Regina Harris Baiocchi

Regina Harris Baochi

Composer

Regina Harris Baiocchi is a composer, author, and poet. Her music has been performed by the Detroit Symphony Orchestra, Chicago Symphony Orchestra, Los Angeles Philharmonic, National Symphony Orchestra, Seattle Philharmonic, U.S. Army Band, American Guild of Organists, Chicago Brass, Gaudete Brass, and Milwaukee Brass quintets, Lincoln Trio, Avalon String Quartet, and other acclaimed artists. Baiocchi has written music for symphony orchestra, a mass, libretto, opera, marimba concerto, hand drum concerto, ballet, chamber ensembles, choral, jazz, gospel, solo: voice, flute, oboe d’amore, bass oboe, clarinet, trumpet, trombone, piano, and pipe organ.

Ferdinando DeSena

Composer

Ferdinando DeSena is a Miami-based composer who was born in Brooklyn NY. His earliest musical experiences were with neighborhood pop, and doo–wop groups. He worked as musician in Ithaca NY for 13 years, playing in several regional bands as keyboard player and lead singer. His final group was Uptown Revue, which he led for seven years

Jennifer Castellano

Composer

Jennifer Mary Castellano received her Bachelor of Arts in Music in classical piano from Manhattanville College and a Master of Music in composition from State University of New York at Purchase. She has studied piano with Donna DeAngelis, Catherine Coppola, and Flora Lu Kuan and composition with Mary Ann Joyce-Walter, Huang Ruo, and Joel Thome. She has also studied organ with David Baranowski and Jennifer Donelson-Nowicka.

Danya Katok

Danya Katok

Composer

Danya Katok, originally from State College PA, is an exceptionally versatile vocalist whose repertoire ranges from the pure straight tone of plainchant to the lush soprano of the Romantic era and the exciting belt of musical theater. She has performed in many of the country's top concert halls, including all three stages at Carnegie Hall, the State Theater and David Geffen Hall at Lincoln Center, Brooklyn Academy of Music, Kennedy Center, and Symphony Hall. She made her New York City Opera debut as Max in Oliver Knussen's Where the Wild Things Are, a role for which she was praised by The New York Times as being “superb."

Charles Corey

Composer

Charles Corey is an American composer holding a Ph.D. in Music Composition and Theory from the University of Pittsburgh. His approach to composition exploits and subverts the relationships that exist between different tuning systems. Corey's compositions, known for their unexpected, evocative harmonies and their strong dramatic arcs, have been played across Europe and the Americas by performers including Cikada Ensemble, Iktus Percussion, Kjell Tore Innervik, Ere Lievonen, Inverted Space, and Entelechron, and recognized by the Young Virtuosos Foundation, the Foundation for Modern Music, and the Sociedade Pró-Sinfônica de Limeira.

Jesse Guessford

Jesse Guessford

Composer

Dr. Jesse Guessford serves as Director of Curriculum Undergraduate Education and as Associate Professor in the School of Music at George Mason University. Guessford received a B.S. in Music Education from West Chester University, a M.M. in Music Composition from the Crane School of Music, and a D.M.A. in Music Composition from the University of Illinois at Urbana-Champaign. Guessford has focused on the scholarship of teaching with and about technology and the music of John Cage. In addition, his music focuses on human and computer interplay.

Marianne Parker

Pianist

Pianist Marianne Parker’s playing has been described as “a cut above…her sympathetic fingers offering well-sculpted phrases and impassioned pealing” (Chicago Classical Review). Her work can be heard on three commercially released albums, Pages intimes (2019), Pyano Sa (2020), and CURRENTS IN TIME from Navona Records featuring mezzo-soprano Megan Ihnen. Parker is a curator for an upcoming anthology of 21st century works for solo piano through NewMusicShelf Publishing.
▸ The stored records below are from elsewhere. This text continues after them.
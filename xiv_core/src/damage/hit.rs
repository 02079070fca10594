//! PreparedHit - every stage multiplier of one hit, resolved from buffed stats
//!
//! Resolving is the fallible part (table lookups, precondition checks).
//! Combining is infallible integer arithmetic, so a prepared hit can be
//! evaluated many times with different crit/DH outcomes and random draws.
//! A DoT snapshot is exactly this: stats and chances fixed at application,
//! outcomes rolled per tick.

use super::calculation::{random_variance, RANDOM_VARIANCE_IDENTITY};
use crate::buff::{apply_crit_chance_buffs, apply_damage_multipliers, apply_dh_chance_buffs, apply_stat_buffs, Buff};
use crate::error::{CalcError, CalcResult};
use crate::modifiers::{
    attack_power_mod, auto_attack_mod, crit_damage_mod, crit_rate, determination_mod,
    direct_hit_rate, floor_div, forced_direct_hit_determination, job_trait_mod, speed_mod,
    tenacity_mod_dps, weapon_damage_mod,
};
use crate::stats::{Player, StatTableProvider};
use crate::types::{CritType, DHType, Role};
use rand::Rng;
use serde::{Deserialize, Serialize};

/// Identity for the crit and direct hit stages
pub const OUTCOME_SCALE: i64 = 1_000_000;
/// Direct hit multiplier, scaled by 1000
pub const DIRECT_HIT_MULTIPLIER: i64 = 1250;
/// Largest accepted potency
///
/// Keeps every fixed-point stage product inside i64 for any in-range stats
/// and buff stack.
pub const MAX_POTENCY: i64 = 100_000;

/// Which combination order a hit follows
#[derive(Debug, Clone, Copy, PartialEq, Eq, Hash, Serialize, Deserialize)]
#[serde(rename_all = "snake_case")]
pub enum DamageKind {
    /// Spells, weaponskills and abilities that hit once
    Direct,
    /// One tick of a damage-over-time effect
    DamageOverTime,
    /// Auto-attack
    AutoAttack,
}

/// Stage multipliers for one hit
#[derive(Debug, Clone, Copy, PartialEq, Eq, Serialize, Deserialize)]
pub struct HitModifiers {
    /// Attack power, x100
    pub attack: i64,
    /// Determination, x1000
    pub determination: i64,
    /// Determination bonus applied on a forced direct hit, x1000
    pub forced_dh_determination: i64,
    /// Tenacity, x1000 (1000 for non-tanks)
    pub tenacity: i64,
    /// Weapon damage (or auto-attack modifier for autos), x100
    pub weapon: i64,
    /// Job trait, x100
    pub job_trait: i64,
    /// Speed, x1000 (1000 for direct hits)
    pub speed: i64,
    /// Critical hit multiplier, x1000
    pub crit_damage: i64,
    /// Base crit chance from stats, permille
    pub crit_rate: i64,
    /// Base direct hit chance from stats, permille
    pub dh_rate: i64,
}

/// One rolled damage instance
#[derive(Debug, Clone, Copy, PartialEq, Eq, Serialize, Deserialize)]
pub struct SampledHit {
    pub damage: i64,
    pub crit: bool,
    pub direct_hit: bool,
    pub random_variance: i64,
}

/// A hit with all stat and buff dependent work done
#[derive(Debug, Clone, PartialEq, Eq)]
pub struct PreparedHit {
    kind: DamageKind,
    role: Role,
    potency: i64,
    modifiers: HitModifiers,
    /// Crit chance added by buffs only, permille
    buff_crit: i64,
    /// Direct hit chance added by buffs only, permille
    buff_dh: i64,
    /// Damage buff deltas in application order
    damage_deltas: Vec<i64>,
}

impl PreparedHit {
    /// Resolve every modifier for `player` under `buffs`
    ///
    /// The player's stats are cloned before stat buffs run.
    pub fn new(
        tables: &(impl StatTableProvider + ?Sized),
        kind: DamageKind,
        potency: i64,
        player: &Player,
        buffs: &[Buff],
    ) -> CalcResult<Self> {
        if potency < 0 {
            return Err(CalcError::NegativePotency(potency));
        }
        if potency > MAX_POTENCY {
            return Err(CalcError::PotencyTooLarge(potency));
        }

        let job = player.job;
        let level_mods = tables.level_modifiers(player.stats.level)?;
        let job_attrs = tables.job_attributes(job)?;
        let buffed = apply_stat_buffs(&player.stats, buffs);

        let offensive_stat = job.offensive_stat();
        let weapon = match kind {
            DamageKind::AutoAttack => auto_attack_mod(&player.weapon, job_attrs, level_mods)?,
            _ => weapon_damage_mod(player.weapon.damage, job_attrs, offensive_stat, level_mods)?,
        };
        let speed = match kind {
            DamageKind::Direct => 1000,
            DamageKind::DamageOverTime => speed_mod(buffed.speed(job.dot_category()), level_mods),
            // Autos always scale with skill speed
            DamageKind::AutoAttack => speed_mod(buffed.skill_speed, level_mods),
        };
        let tenacity = if job.is_tank() {
            tenacity_mod_dps(buffed.tenacity, level_mods)
        } else {
            1000
        };

        let modifiers = HitModifiers {
            attack: attack_power_mod(buffed.get(offensive_stat), job, level_mods),
            determination: determination_mod(buffed.determination, level_mods),
            forced_dh_determination: forced_direct_hit_determination(buffed.direct_hit, level_mods),
            tenacity,
            weapon,
            job_trait: job_trait_mod(job),
            speed,
            crit_damage: crit_damage_mod(buffed.critical_hit, level_mods),
            crit_rate: crit_rate(buffed.critical_hit, level_mods),
            dh_rate: direct_hit_rate(buffed.direct_hit, level_mods),
        };
        log::trace!("{} {:?} potency {}: {:?}", job, kind, potency, modifiers);

        Ok(PreparedHit {
            kind,
            role: job.role(),
            potency,
            modifiers,
            buff_crit: apply_crit_chance_buffs(0, buffs),
            buff_dh: apply_dh_chance_buffs(0, buffs),
            damage_deltas: buffs.iter().map(|b| b.damage_multiplier_delta).collect(),
        })
    }

    pub fn kind(&self) -> DamageKind {
        self.kind
    }

    pub fn potency(&self) -> i64 {
        self.potency
    }

    pub fn modifiers(&self) -> &HitModifiers {
        &self.modifiers
    }

    /// Total crit chance (stats + buffs), permille
    pub fn crit_chance(&self) -> i64 {
        self.modifiers.crit_rate + self.buff_crit
    }

    /// Total direct hit chance (stats + buffs), permille
    pub fn dh_chance(&self) -> i64 {
        self.modifiers.dh_rate + self.buff_dh
    }

    /// Determination for a hit, including the forced direct hit bonus
    pub fn determination(&self, dh: DHType) -> i64 {
        match dh {
            DHType::ForcedDirectHit => {
                self.modifiers.determination + self.modifiers.forced_dh_determination
            }
            _ => self.modifiers.determination,
        }
    }

    /// Crit stage multiplier, x1,000,000
    pub fn crit_mod(&self, crit: CritType) -> i64 {
        let crit_damage = self.modifiers.crit_damage;
        match crit {
            CritType::Normal => OUTCOME_SCALE,
            CritType::Crit => 1000 * crit_damage,
            // Only buff-granted chance raises a guaranteed crit
            CritType::ForcedCrit => {
                crit_damage * (1000 + floor_div((crit_damage - 1000) * self.buff_crit, 1000))
            }
            CritType::Average => OUTCOME_SCALE + (crit_damage - 1000) * self.crit_chance(),
        }
    }

    /// Direct hit stage multiplier, x1,000,000
    pub fn dh_mod(&self, dh: DHType) -> i64 {
        match dh {
            DHType::Normal => OUTCOME_SCALE,
            DHType::DirectHit => 1000 * DIRECT_HIT_MULTIPLIER,
            DHType::ForcedDirectHit => {
                DIRECT_HIT_MULTIPLIER * (1000 + floor_div(250 * self.buff_dh, 1000))
            }
            DHType::Average => OUTCOME_SCALE + 250 * self.dh_chance(),
        }
    }

    /// Damage before random variance, crit and direct hit
    ///
    /// Includes the +1 that DoT ticks and autos under 100 potency receive.
    pub fn base_damage(&self, dh: DHType) -> i64 {
        let m = &self.modifiers;
        let det = self.determination(dh);
        match self.kind {
            DamageKind::Direct => {
                let d = stage(self.potency, m.attack, 100);
                let d = stage(d, det, 1000);
                let d = stage(d, m.tenacity, 1000);
                let d = stage(d, m.weapon, 100);
                stage(d, m.job_trait, 100)
            }
            DamageKind::DamageOverTime if self.role.is_magical() => {
                let d = stage(self.potency, m.weapon, 100);
                let d = stage(d, m.attack, 100);
                let d = stage(d, m.speed, 1000);
                let d = stage(d, det, 1000);
                let d = stage(d, m.tenacity, 1000);
                stage(d, m.job_trait, 100) + self.low_potency_bonus()
            }
            DamageKind::DamageOverTime | DamageKind::AutoAttack => {
                // Physical DoTs and autos share the operand order; only the
                // weapon term differs, and that was chosen in `new`
                let d = stage(self.potency, m.attack, 100);
                let d = stage(d, det, 1000);
                let d = stage(d, m.tenacity, 1000);
                let d = stage(d, m.speed, 1000);
                let d = stage(d, m.weapon, 100);
                stage(d, m.job_trait, 100) + self.low_potency_bonus()
            }
        }
    }

    /// Final damage for one crit/DH resolution and one random draw
    pub fn damage(&self, crit: CritType, dh: DHType, random_variance: i64) -> i64 {
        let base = self.base_damage(dh);
        let crit_mod = self.crit_mod(crit);
        let dh_mod = self.dh_mod(dh);

        let d = match self.kind {
            DamageKind::Direct | DamageKind::AutoAttack => {
                let d = stage(base, crit_mod, OUTCOME_SCALE);
                let d = stage(d, dh_mod, OUTCOME_SCALE);
                stage(d, random_variance, RANDOM_VARIANCE_IDENTITY)
            }
            // DoT ticks draw variance before crit and direct hit
            DamageKind::DamageOverTime => {
                let d = stage(base, random_variance, RANDOM_VARIANCE_IDENTITY);
                let d = stage(d, crit_mod, OUTCOME_SCALE);
                stage(d, dh_mod, OUTCOME_SCALE)
            }
        };

        apply_damage_multipliers(d, self.damage_deltas.iter().copied())
    }

    /// Roll crit, direct hit and variance independently and compute the damage
    pub fn roll(&self, rng: &mut impl Rng) -> SampledHit {
        let direct_hit = roll_permille(rng, self.dh_chance());
        let crit = roll_permille(rng, self.crit_chance());
        let random_variance = random_variance(rng);

        let crit_type = if crit { CritType::Crit } else { CritType::Normal };
        let dh_type = if direct_hit {
            DHType::DirectHit
        } else {
            DHType::Normal
        };

        SampledHit {
            damage: self.damage(crit_type, dh_type, random_variance),
            crit,
            direct_hit,
            random_variance,
        }
    }

    fn low_potency_bonus(&self) -> i64 {
        i64::from(self.potency < 100)
    }
}

/// One fixed-point stage: floor(damage * modifier / scale)
#[inline]
fn stage(damage: i64, modifier: i64, scale: i64) -> i64 {
    floor_div(damage * modifier, scale)
}

/// True with probability `chance`/1000
fn roll_permille(rng: &mut impl Rng, chance: i64) -> bool {
    rng.gen_range(0..1000) < chance
}
//! Configuration loading from TOML files

mod buffs;
mod dots;
mod players;
mod tables;

pub use buffs::{default_buff_presets, load_buff_presets, parse_buff_presets};
pub use dots::{default_dot_registry, load_dot_configs, parse_dot_configs};
pub use players::{default_example_players, load_example_players, parse_example_players, ExamplePlayers};
pub use tables::{default_stat_tables, load_stat_tables, parse_stat_tables};

use crate::error::CalcError;
use std::fs;
use std::path::Path;
use thiserror::Error;

/// Configuration loading error
#[derive(Error, Debug)]
pub enum ConfigError {
    #[error("Failed to read config file: {0}")]
    IoError(#[from] std::io::Error),
    #[error("Failed to parse TOML: {0}")]
    ParseError(#[from] toml::de::Error),
    #[error("Configuration validation error: {0}")]
    ValidationError(String),
    #[error("Unknown preset: {0}")]
    UnknownPreset(String),
    #[error(transparent)]
    Calc(#[from] CalcError),
}

/// Load a TOML file and deserialize it
pub fn load_toml<T: serde::de::DeserializeOwned>(path: &Path) -> Result<T, ConfigError> {
    let content = fs::read_to_string(path)?;
    let config: T = toml::from_str(&content)?;
    Ok(config)
}

/// Load a TOML string and deserialize it
pub fn parse_toml<T: serde::de::DeserializeOwned>(content: &str) -> Result<T, ConfigError> {
    let config: T = toml::from_str(content)?;
    Ok(config)
}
An active chamber musician, Parker’s first foray into new music was with her marimba and piano new music ensemble, L+M Duo, which she co-founded in 2016 along with marimbist Laurel Black. Parker is in demand locally, regionally, and nationally as collaborator and new music specialist. Recently, she has been a featured performer at the Bowling Green State University New Music Festival, James Madison University Contemporary Music Festival, Nief Norf Summer Festival, and many others. She serves as President of New Music Chicago, an organization that serves the city’s vast ecosystem of new music creators, and is a member of the 2022 cohort of the Global Leaders Program, an executive arts leadership program preparing professional musicians to become successful, socially impactful organizational leaders.

Parker performs with many prominent chamber ensembles across the Midwest, including Milwaukee’s Present Music, and Chicago’s Access Contemporary Music, Fourth Coast Ensemble, Crossing Borders Music, and more. Having served as the principal pianist for the Chicago Civic Orchestra under the tutelage of longtime Chicago Symphony Pianist Mary Sauer, Parker has performed under the batons of Riccardo Muti, Jaap Van Zweden, Michael Tilson Thomas, Ludovic Morlot, Carlos Miguel Prieto, and Michael Christy.

Parker’s work is driven by her passion to communicate the vibrancy and variety of classical music, especially to those who have yet to discover it.

Darrel Hale

Bassoonist

Darrel Hale joined the UNT College of Music in August of 2021 as the associate professor of bassoon. A native of Denver CO, he is Principal Bassoon of the Baton Rouge Symphony Orchestra. Prior to his position at UNT, he was a member of the faculty at Louisiana State University. He served as acting principal bassoon of the Knoxville Symphony Orchestra under Lucas Richmond.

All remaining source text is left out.